Neiman Marcus Group says online and in-store holiday sales fell by a low-single-digit percentage versus the prior year, the latest sign that US luxury sales are ebbing from their post-pandemic peak.
Same-store sales, or sales at locations that have been open for a year or longer, were unchanged from the previous year, according to a statement released by Chief Executive Officer Geoffroy van Raemdonck in response to remarks he made at the ICR Conference in Orlando. He did not offer precise numbers to measure the sales rate in the nine weeks that concluded on 30th December. Calendar year 2020 was the last time holiday sales decreased from the previous year.

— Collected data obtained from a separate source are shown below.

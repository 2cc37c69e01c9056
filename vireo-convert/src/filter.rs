//
// Copyright (c) The Vireo Project Contributors
//
// SPDX-License-Identifier: MIT
//

//! Conversions from vendor filtering structures to their model
//! counterparts. These are pure translations; reference checking happens at
//! the sites that consume the converted lists.

use vireo_model::filter::{
    self, AsPathListLine, CommunityListLine, Route6FilterLine,
    Route6FilterList, RouteFilterLine, RouteFilterList, exact_length,
};
use vireo_model::nat::{FlowAcl, FlowAclLine};
use vireo_vendor::acl::{
    AccessList, AsPathList, CommunityList, Prefix6List, PrefixList,
};

pub fn convert_prefix_list(list: &PrefixList) -> RouteFilterList {
    RouteFilterList {
        name: list.name.clone(),
        lines: list
            .lines
            .iter()
            .map(|line| RouteFilterLine {
                action: line.action,
                prefix: line.prefix,
                lengths: line.lengths.clone(),
            })
            .collect(),
    }
}

pub fn convert_prefix6_list(list: &Prefix6List) -> Route6FilterList {
    Route6FilterList {
        name: list.name.clone(),
        lines: list
            .lines
            .iter()
            .map(|line| Route6FilterLine {
                action: line.action,
                prefix: line.prefix,
                lengths: line.lengths.clone(),
            })
            .collect(),
    }
}

// Routing view of an access list: each line's source network is matched as
// an exact prefix. Used when an ACL stands in for a prefix filter
// (distribute lists, route-map address matches).
pub fn convert_access_list(acl: &AccessList) -> RouteFilterList {
    RouteFilterList {
        name: acl.name.clone(),
        lines: acl
            .lines
            .iter()
            .map(|line| RouteFilterLine {
                action: line.action,
                prefix: line.src,
                lengths: exact_length(line.src.prefix()),
            })
            .collect(),
    }
}

pub fn convert_as_path_list(list: &AsPathList) -> filter::AsPathList {
    filter::AsPathList {
        name: list.name.clone(),
        lines: list
            .lines
            .iter()
            .map(|(action, regex)| AsPathListLine {
                action: *action,
                regex: vendor_regex(regex),
            })
            .collect(),
    }
}

pub fn convert_community_list(list: &CommunityList) -> filter::CommunityList {
    filter::CommunityList {
        name: list.name.clone(),
        lines: list
            .lines
            .iter()
            .map(|(action, matcher)| CommunityListLine {
                action: *action,
                matcher: match matcher {
                    filter::CommunityMatcher::Regex(regex) => {
                        filter::CommunityMatcher::Regex(vendor_regex(regex))
                    }
                    literal => literal.clone(),
                },
            })
            .collect(),
    }
}

// Packet-matching view of an access list, used by NAT guards.
pub fn convert_flow_acl(acl: &AccessList) -> FlowAcl {
    FlowAcl {
        name: acl.name.clone(),
        lines: acl
            .lines
            .iter()
            .map(|line| FlowAclLine {
                action: line.action,
                src: Some(line.src),
                dst: line.dst,
            })
            .collect(),
    }
}

// ===== helper functions =====

// Vendor regexes treat `_` as "any delimiter or end"; as-paths and
// communities render space-separated here, so a start/end/space class
// covers it.
fn vendor_regex(regex: &str) -> String {
    regex.replace('_', "(^|$| )")
}

#[cfg(test)]
mod tests {
    use const_addrs::net4;
    use vireo_model::filter::LineAction;
    use vireo_vendor::acl::AccessListLine;

    use super::*;

    #[test]
    fn test_vendor_regex() {
        assert_eq!(vendor_regex("_100_"), "(^|$| )100(^|$| )");
        assert_eq!(vendor_regex("^65000:"), "^65000:");
    }

    #[test]
    fn test_access_list_routing_view() {
        let mut acl = AccessList::new("OUT");
        acl.lines.push(AccessListLine::new(
            LineAction::Permit,
            net4!("10.0.0.0/24"),
            None,
        ));
        let list = convert_access_list(&acl);

        // Exact-length match only.
        assert!(list.permits(&net4!("10.0.0.0/24")));
        assert!(!list.permits(&net4!("10.0.0.0/25")));
        assert!(!list.permits(&net4!("10.0.0.0/23")));
    }
}
//
// Copyright (c) The Vireo Project Contributors
//
// SPDX-License-Identifier: MIT
//

//! Router-id inference, shared by the BGP and OSPF converters (and the BGP
//! default cluster-id).
//!
//! Selection order: explicit configuration, then the dialect extremum among
//! active loopback addresses, then the same extremum among all active
//! interface addresses, then 0.0.0.0 with an advisory. IOS and IOS-XR pick
//! the highest address, NX-OS the lowest; NX-OS additionally prefers an
//! interface literally named loopback0. The asymmetry is documented vendor
//! behavior and preserved as such.

use std::collections::BTreeMap;
use std::net::Ipv4Addr;

use vireo_model::diag::Diagnostics;
use vireo_vendor::config::ConfigDialect;
use vireo_vendor::interface::Interface;

pub(crate) fn infer_router_id(
    explicit: Option<Ipv4Addr>,
    dialect: ConfigDialect,
    interfaces: &BTreeMap<String, Interface>,
    diags: &mut Diagnostics,
) -> Ipv4Addr {
    if let Some(addr) = explicit {
        return addr;
    }

    if dialect == ConfigDialect::Nxos {
        if let Some(addr) = interfaces
            .values()
            .filter(|iface| iface.active)
            .find(|iface| iface.name.eq_ignore_ascii_case("loopback0"))
            .and_then(|iface| iface.primary_address())
        {
            return addr.ip();
        }
    }

    let extremum = |loopback_only: bool| {
        let candidates = interfaces
            .values()
            .filter(|iface| iface.active)
            .filter(|iface| !loopback_only || iface.is_loopback())
            .filter_map(|iface| iface.primary_address())
            .map(|prefix| prefix.ip());
        match dialect {
            ConfigDialect::Ios | ConfigDialect::IosXr => candidates.max(),
            ConfigDialect::Nxos => candidates.min(),
        }
    };

    if let Some(addr) = extremum(true).or_else(|| extremum(false)) {
        return addr;
    }

    diags.advisory("no router-id configured and no interface address to infer one from");
    Ipv4Addr::UNSPECIFIED
}
//
// Copyright (c) The Vireo Project Contributors
//
// SPDX-License-Identifier: MIT
//

//! Named match lists of the vendor-independent model: route filter lists
//! (prefix matching), as-path lists and community lists. Policy expressions
//! reference them by name; evaluation is first-match-wins with an implicit
//! trailing deny.

use std::collections::BTreeSet;
use std::ops::RangeInclusive;

use ipnetwork::{Ipv4Network, Ipv6Network};
use regex::Regex;
use serde::{Deserialize, Serialize};

use crate::route::Comm;

#[derive(Clone, Copy, Debug, Eq, Ord, PartialEq, PartialOrd)]
#[derive(Deserialize, Serialize)]
pub enum LineAction {
    Permit,
    Deny,
}

#[derive(Clone, Debug, Eq, PartialEq)]
#[derive(Deserialize, Serialize)]
pub struct RouteFilterLine {
    pub action: LineAction,
    pub prefix: Ipv4Network,
    pub lengths: RangeInclusive<u8>,
}

#[derive(Clone, Debug, Eq, PartialEq)]
#[derive(Deserialize, Serialize)]
pub struct RouteFilterList {
    pub name: String,
    pub lines: Vec<RouteFilterLine>,
}

#[derive(Clone, Debug, Eq, PartialEq)]
#[derive(Deserialize, Serialize)]
pub struct Route6FilterLine {
    pub action: LineAction,
    pub prefix: Ipv6Network,
    pub lengths: RangeInclusive<u8>,
}

#[derive(Clone, Debug, Eq, PartialEq)]
#[derive(Deserialize, Serialize)]
pub struct Route6FilterList {
    pub name: String,
    pub lines: Vec<Route6FilterLine>,
}

#[derive(Clone, Debug, Eq, PartialEq)]
#[derive(Deserialize, Serialize)]
pub struct AsPathListLine {
    pub action: LineAction,
    // Regex over the space-separated AS path rendering. Vendor wildcard
    // syntax is translated before it gets here.
    pub regex: String,
}

#[derive(Clone, Debug, Eq, PartialEq)]
#[derive(Deserialize, Serialize)]
pub struct AsPathList {
    pub name: String,
    pub lines: Vec<AsPathListLine>,
}

#[derive(Clone, Debug, Eq, PartialEq)]
#[derive(Deserialize, Serialize)]
pub enum CommunityMatcher {
    Literal(Comm),
    // Regex over the "asn:value" rendering.
    Regex(String),
}

#[derive(Clone, Debug, Eq, PartialEq)]
#[derive(Deserialize, Serialize)]
pub struct CommunityListLine {
    pub action: LineAction,
    pub matcher: CommunityMatcher,
}

#[derive(Clone, Debug, Eq, PartialEq)]
#[derive(Deserialize, Serialize)]
pub struct CommunityList {
    pub name: String,
    pub lines: Vec<CommunityListLine>,
}

// ===== impl RouteFilterLine =====

impl RouteFilterLine {
    fn matches(&self, prefix: &Ipv4Network) -> bool {
        self.lengths.contains(&prefix.prefix())
            && prefix.prefix() >= self.prefix.prefix()
            && self.prefix.contains(prefix.network())
    }
}

// ===== impl RouteFilterList =====

impl RouteFilterList {
    pub fn permits(&self, prefix: &Ipv4Network) -> bool {
        self.lines
            .iter()
            .find(|line| line.matches(prefix))
            .map(|line| line.action == LineAction::Permit)
            .unwrap_or(false)
    }
}

// ===== impl Route6FilterLine =====

impl Route6FilterLine {
    fn matches(&self, prefix: &Ipv6Network) -> bool {
        self.lengths.contains(&prefix.prefix())
            && prefix.prefix() >= self.prefix.prefix()
            && self.prefix.contains(prefix.network())
    }
}

// ===== impl Route6FilterList =====

impl Route6FilterList {
    pub fn permits(&self, prefix: &Ipv6Network) -> bool {
        self.lines
            .iter()
            .find(|line| line.matches(prefix))
            .map(|line| line.action == LineAction::Permit)
            .unwrap_or(false)
    }
}

// ===== impl AsPathList =====

impl AsPathList {
    // First line whose regex matches decides. Invalid regexes are reported
    // at conversion time and never match here.
    pub fn permits(&self, as_path: &str) -> bool {
        self.lines
            .iter()
            .find(|line| {
                Regex::new(&line.regex)
                    .map(|re| re.is_match(as_path))
                    .unwrap_or(false)
            })
            .map(|line| line.action == LineAction::Permit)
            .unwrap_or(false)
    }
}

// ===== impl CommunityList =====

impl CommunityList {
    // First line matching the community decides.
    pub fn permits_community(&self, comm: &Comm) -> bool {
        self.lines
            .iter()
            .find(|line| match &line.matcher {
                CommunityMatcher::Literal(lit) => lit == comm,
                CommunityMatcher::Regex(regex) => Regex::new(regex)
                    .map(|re| re.is_match(&comm.to_string()))
                    .unwrap_or(false),
            })
            .map(|line| line.action == LineAction::Permit)
            .unwrap_or(false)
    }

    // A route matches the list when any of its communities is permitted.
    pub fn matches_route(&self, comms: &BTreeSet<Comm>) -> bool {
        comms.iter().any(|comm| self.permits_community(comm))
    }
}

// ===== global functions =====

// Builds the length range accepted by a filter line matching exactly one
// prefix length.
pub fn exact_length(len: u8) -> RangeInclusive<u8> {
    len..=len
}

#[cfg(test)]
mod tests {
    use const_addrs::net4;

    use super::*;

    fn list() -> RouteFilterList {
        RouteFilterList {
            name: "TEST".to_owned(),
            lines: vec![
                RouteFilterLine {
                    action: LineAction::Deny,
                    prefix: net4!("10.0.1.0/24"),
                    lengths: 24..=32,
                },
                RouteFilterLine {
                    action: LineAction::Permit,
                    prefix: net4!("10.0.0.0/8"),
                    lengths: 8..=24,
                },
            ],
        }
    }

    #[test]
    fn test_first_match_wins() {
        let list = list();
        assert!(!list.permits(&net4!("10.0.1.0/24")));
        assert!(!list.permits(&net4!("10.0.1.128/25")));
        assert!(list.permits(&net4!("10.0.2.0/24")));
    }

    #[test]
    fn test_length_range() {
        let list = list();
        assert!(list.permits(&net4!("10.0.0.0/8")));
        assert!(!list.permits(&net4!("10.1.0.0/25")));
        assert!(!list.permits(&net4!("11.0.0.0/8")));
    }

    #[test]
    fn test_implicit_deny() {
        let list = list();
        assert!(!list.permits(&net4!("192.168.0.0/16")));
    }

    #[test]
    fn test_as_path_list() {
        let list = AsPathList {
            name: "AS100".to_owned(),
            lines: vec![AsPathListLine {
                action: LineAction::Permit,
                regex: "^100( |$)".to_owned(),
            }],
        };
        assert!(list.permits("100 200"));
        assert!(list.permits("100"));
        assert!(!list.permits("200 100"));
    }

    #[test]
    fn test_community_list() {
        let list = CommunityList {
            name: "COMM".to_owned(),
            lines: vec![
                CommunityListLine {
                    action: LineAction::Deny,
                    matcher: CommunityMatcher::Literal(Comm(65000 << 16 | 1)),
                },
                CommunityListLine {
                    action: LineAction::Permit,
                    matcher: CommunityMatcher::Regex("^65000:".to_owned()),
                },
            ],
        };
        assert!(!list.permits_community(&Comm(65000 << 16 | 1)));
        assert!(list.permits_community(&Comm(65000 << 16 | 2)));
        let comms = [Comm(65000 << 16 | 2)].into_iter().collect();
        assert!(list.matches_route(&comms));
    }
}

Even so, Van Raemdonck expressed his satisfaction with the holiday shopping pace, stating that it was an improvement over the previous quarter, in which in-store and online sales decreased by 8% in the three months that concluded on October 28. He observed that over the holidays, top clients spent more money.
“While we are comfortable with our inventory position currently, we are competing in a retail environment that continues to be highly promotional and continues to impact our gross margins,” Van Raemdonck added.
The corporation operates two department stores, Bergdorf Goodman and 36 physical Neiman Marcus locations. According to a Wall Street Journal story from the previous year, Saks Fifth Avenue made an offer for Neiman Marcus as the two operators of upscale department stores looked to improve their economies of scale in order to reduce expenses.